Solar wind and alien atoms
Two instruments on SOHO are dedicated to general studies of the solar wind, investigating its composition and overall behaviour:
- CELIAS (Charge, Element and Isotope Analysis System) detects the solar wind directly, as it blows past SOHO, and analyses the density and nature of the charged particles present in it. It provides a brief warning of gusts in the solar wind, which arrive at SOHO 30-60 minutes before they reach the Earth.
- SWAN (Solar Wind Anisotropies) is the only instrument in SOHO that turns its back on the Sun in order to examine the whole sky. It detects alien hydrogen atoms by their characteristic ultraviolet glow. The hydrogen comes from interstellar space and pervades the Solar System, but impacts by particles in the solar wind tear electrons from the atoms so that the hydrogen no longer glows. The resulting pattern of brightness in the sky is therefore a guide to the vigour of the solar wind.
Q & A on the solar wind
What chemical elements are represented in the solar wind?

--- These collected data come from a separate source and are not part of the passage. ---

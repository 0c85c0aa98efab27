use ingest::{FileSegmenter, IngestConfig, IngestWorker};
use metadata::Store;
use models::RedundancyMode;
use rand::{Rng, SeedableRng};
use std::io::Write;
use std::sync::Arc;
use std::time::Duration;
use test_support::StubNode;

async fn spawn_coordinator() -> (String, Arc<Store>) {
    let store = Arc::new(Store::open_in_memory().unwrap());
    let app = coordinator::App::new(
        store.clone(),
        reqwest::Client::new(),
        redundancy::Policy::new(redundancy::PolicyConfig::default()),
        consensus::ProposerConfig {
            rpc_timeout: Duration::from_secs(2),
            max_attempts: 2,
            backoff_base: Duration::from_millis(10),
        },
        coordinator::Config::default(),
    );
    let router = coordinator::router(app);
    let listener = tokio::net::TcpListener::bind("127.0.0.1:0").await.unwrap();
    let addr = listener.local_addr().unwrap();
    tokio::spawn(async move {
        axum::serve(listener, router).await.unwrap();
    });
    (format!("http://{addr}"), store)
}

async fn register_nodes(coordinator_url: &str, nodes: &[StubNode]) {
    let http = reqwest::Client::new();
    for (index, node) in nodes.iter().enumerate() {
        let response = http
            .post(format!("{coordinator_url}/nodes/register"))
            .json(&serde_json::json!({
                "node_url": node.url,
                "node_id": format!("n{index}"),
            }))
            .send()
            .await
            .unwrap();
        assert_eq!(response.status().as_u16(), 200);
    }
}

fn source_file(len: usize, seed: u64) -> (tempfile::NamedTempFile, Vec<u8>) {
    let mut rng = rand::rngs::SmallRng::seed_from_u64(seed);
    let data: Vec<u8> = (0..len).map(|_| rng.gen()).collect();
    let mut file = tempfile::NamedTempFile::new().unwrap();
    file.write_all(&data).unwrap();
    (file, data)
}

fn fast_ingest_config(coordinator_url: &str) -> IngestConfig {
    let mut cfg = IngestConfig::new(coordinator_url);
    cfg.retry_backoff = Duration::from_millis(10);
    cfg
}

async fn stream_back(coordinator_url: &str, video_id: &str) -> Vec<u8> {
    let mut cfg = stream_client::SessionConfig::new(coordinator_url);
    cfg.probe.ping_interval = Duration::from_millis(50);
    cfg.scheduler.retry_backoff = Duration::from_millis(1);
    cfg.refill_wait = Duration::from_millis(50);

    let session = stream_client::Session::start(reqwest::Client::new(), cfg, video_id)
        .await
        .unwrap();
    let mut played = Vec::new();
    let mut expected_seq = 0;
    while let Some(chunk) = session.next_chunk().await {
        assert_eq!(chunk.sequence_num, expected_seq);
        expected_seq += 1;
        played.extend_from_slice(&chunk.bytes);
    }
    session.stop().await;
    played
}

#[tokio::test]
async fn replicated_ingest_then_stream_round_trip() {
    let (coordinator_url, store) = spawn_coordinator().await;
    let nodes = StubNode::spawn_many(3).await;
    register_nodes(&coordinator_url, &nodes).await;

    // Five chunks of 1000 bytes, the last one short.
    let (file, data) = source_file(4_500, 1);
    let mut cfg = fast_ingest_config(&coordinator_url);
    cfg.mode_override = Some(RedundancyMode::Replication);

    let worker = IngestWorker::new(reqwest::Client::new(), cfg).unwrap();
    let mut segmenter = FileSegmenter::new(file.path(), 1_000, 10);
    let report = worker.ingest("round trip", &mut segmenter).await.unwrap();

    assert_eq!(report.chunk_count, 5);
    assert_eq!(report.manifest.total_chunks, 5);
    assert_eq!(report.manifest.status, models::VideoStatus::Active);
    for chunk in &report.manifest.chunks {
        assert_eq!(chunk.redundancy_mode, RedundancyMode::Replication);
        assert_eq!(chunk.replicas.len(), 3);
    }

    // Every chunk's consensus record reached COMMITTED.
    for seq in 0..5 {
        let record = store
            .consensus_record(&models::chunk_id(&report.video_id, seq))
            .unwrap()
            .unwrap();
        assert_eq!(record.phase, models::ConsensusPhase::Committed);
    }

    // A streaming client plays back exactly the ingested bytes.
    let played = stream_back(&coordinator_url, &report.video_id).await;
    assert_eq!(played, data);
}

#[tokio::test]
async fn cold_video_is_erasure_coded_and_recoverable() {
    let (coordinator_url, _store) = spawn_coordinator().await;
    let nodes = StubNode::spawn_many(5).await;
    register_nodes(&coordinator_url, &nodes).await;

    let (file, data) = source_file(20_000, 2);
    // No override: zero views keeps the video below the popularity
    // threshold, so the coordinator recommends erasure coding.
    let worker =
        IngestWorker::new(reqwest::Client::new(), fast_ingest_config(&coordinator_url)).unwrap();
    let mut segmenter = FileSegmenter::new(file.path(), 7_000, 10);
    let report = worker.ingest("cold video", &mut segmenter).await.unwrap();

    assert_eq!(report.mode, RedundancyMode::ErasureCoding);
    assert_eq!(report.chunk_count, 3);
    for chunk in &report.manifest.chunks {
        assert_eq!(chunk.redundancy_mode, RedundancyMode::ErasureCoding);
        assert_eq!(chunk.fragments.as_ref().unwrap().len(), 5);
    }

    let played = stream_back(&coordinator_url, &report.video_id).await;
    assert_eq!(played, data);
}

#[tokio::test]
async fn ingest_refuses_without_enough_nodes() {
    let (coordinator_url, _store) = spawn_coordinator().await;
    let nodes = StubNode::spawn_many(2).await;
    register_nodes(&coordinator_url, &nodes).await;

    let (file, _) = source_file(1_000, 3);
    let mut cfg = fast_ingest_config(&coordinator_url);
    cfg.mode_override = Some(RedundancyMode::Replication);

    let worker = IngestWorker::new(reqwest::Client::new(), cfg).unwrap();
    let mut segmenter = FileSegmenter::new(file.path(), 1_000, 10);
    let err = worker
        .ingest("undersized pool", &mut segmenter)
        .await
        .unwrap_err();
    assert!(matches!(
        err,
        ingest::Error::InsufficientNodes { need: 3, have: 2 }
    ));

    // Nothing was registered beyond the empty video record.
    let http = reqwest::Client::new();
    let videos: Vec<serde_json::Value> = http
        .get(format!("{coordinator_url}/videos"))
        .send()
        .await
        .unwrap()
        .json()
        .await
        .unwrap();
    assert_eq!(videos.len(), 1);
    assert_eq!(videos[0]["total_chunks"], 0);
}

#[tokio::test]
async fn failed_node_uploads_still_commit_on_a_quorum() {
    let (coordinator_url, _store) = spawn_coordinator().await;
    let mut nodes = StubNode::spawn_many(3).await;
    register_nodes(&coordinator_url, &nodes).await;

    // One registered node dies before the upload starts. Its PUTs fail,
    // but two of three copies are enough to commit.
    let dead = nodes.pop().unwrap();
    drop(dead);

    let (file, data) = source_file(2_000, 4);
    let mut cfg = fast_ingest_config(&coordinator_url);
    cfg.mode_override = Some(RedundancyMode::Replication);

    let worker = IngestWorker::new(reqwest::Client::new(), cfg).unwrap();
    let mut segmenter = FileSegmenter::new(file.path(), 1_000, 10);
    let report = worker.ingest("degraded pool", &mut segmenter).await.unwrap();

    assert_eq!(report.chunk_count, 2);
    for chunk in &report.manifest.chunks {
        assert_eq!(chunk.replicas.len(), 2);
    }
    let played = stream_back(&coordinator_url, &report.video_id).await;
    assert_eq!(played, data);
}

CELIAS has detected many that were previously unrecorded in the solar wind, and the elements and isotopes now range from hydrogen-1 to nickel-62. The proportions of the various constituents and the extent of their ionization (loss of electrons) are different in the slow and fast solar windstreams. This information feeds back into the theories of how the solar wind is created.
Is the solar wind equal in all directions?
No, SWAN sees a groove cut in the interstellar hydrogen by exceptional damage done by the slow solar wind. Coming typically from the Sun's equatorial region, the slow windstream remains more concentrated than the fast wind, which spreads out to fill most of the heliosphere. Moreover, the slow wind is more effective in stripping electrons from the interstellar hydrogen. The groove was very clear when the Sun was quiet (1996-97) but the picture is likely to be more complicated at the maximum of solar activity (2000).
Where do the alien atoms come from?
From the direction of the constellation Ophiuchus, near to Scorpius. SWAN has pinpointed the source direction of the interstellar breeze more accurately than ever before. The SWAN team has also inferred its speed (21 kms-1) after making allowance for the acceleration of the incoming atoms by the Sun's gravity. The Sun's deflection of the passing atoms has a focusing effect, creating a solar halo of interstellar helium observed by another SOHO instrument, UVCS.
What becomes of the alien atoms?
Most of them continue on their way, back to interstellar space, after passing through the Solar System. CELIAS sees some of those that lost their electrons being picked up by the solar wind. They are swept away towards the boundary of the heliosphere, many billions of kilometres away. But some of these pick-up ions are then accelerated back towards the inner Solar System, as 'anomalous cosmic rays' registered by SOHO's particle detectors, COSTEP and ERNE. Other wanderers replace their missing electrons and return as energetic hydrogen atoms, detected by CELIAS.
The magnetic explosion during a solar flare accelerates electrons and atomic nuclei to significant fractions of the speed of light. Energetic particles from the Sun pose a threat to astronauts and satellites, and even to computers on the ground. Unlike much slower atomic particles in the solar wind, which travel straight out from the Sun, the energetic particles follow curved lines of the Sun's interplanetary magnetic field. The particles slant in towards the Earth from the west at about 45 degrees to the direction of the Sun. When they hit SOHO, they appear as 'snow' in imaging instruments.
SOHO has two sets of telescopes for gauging the energetic particles:
- COSTEP (Comprehensive Suprathermal and Energetic Particle Analyzer)
- ERNE (Energetic and Relativistic Nuclei and Electron Experiment)
Both COSTEP and ERNE provide complementary detectors for various types of particles and energy bands, all angled to look along the magnetic field line that guides the particles. ERNE's detectors work at the higher energies.
Q & A on energetic particles
Which eruptions on the Sun produce energetic particles?
Some do, some don't. SOHO's great advantage in seeking an explanation is that bursts of particles can be directly related to events in the solar atmosphere seen by other instruments on the same spacecraft. The scientists hope to find ways of predicting the particle bursts.
What do the particles reveal about their origins?
By analysing the chemical elements present among the energetic particles, and their state of electric charge, scientists can learn about the circumstances of their acceleration. Some of the energetic particles don't even come from the Sun, but are 'anomalous cosmic rays' accelerated far out in space by shock waves in the solar wind.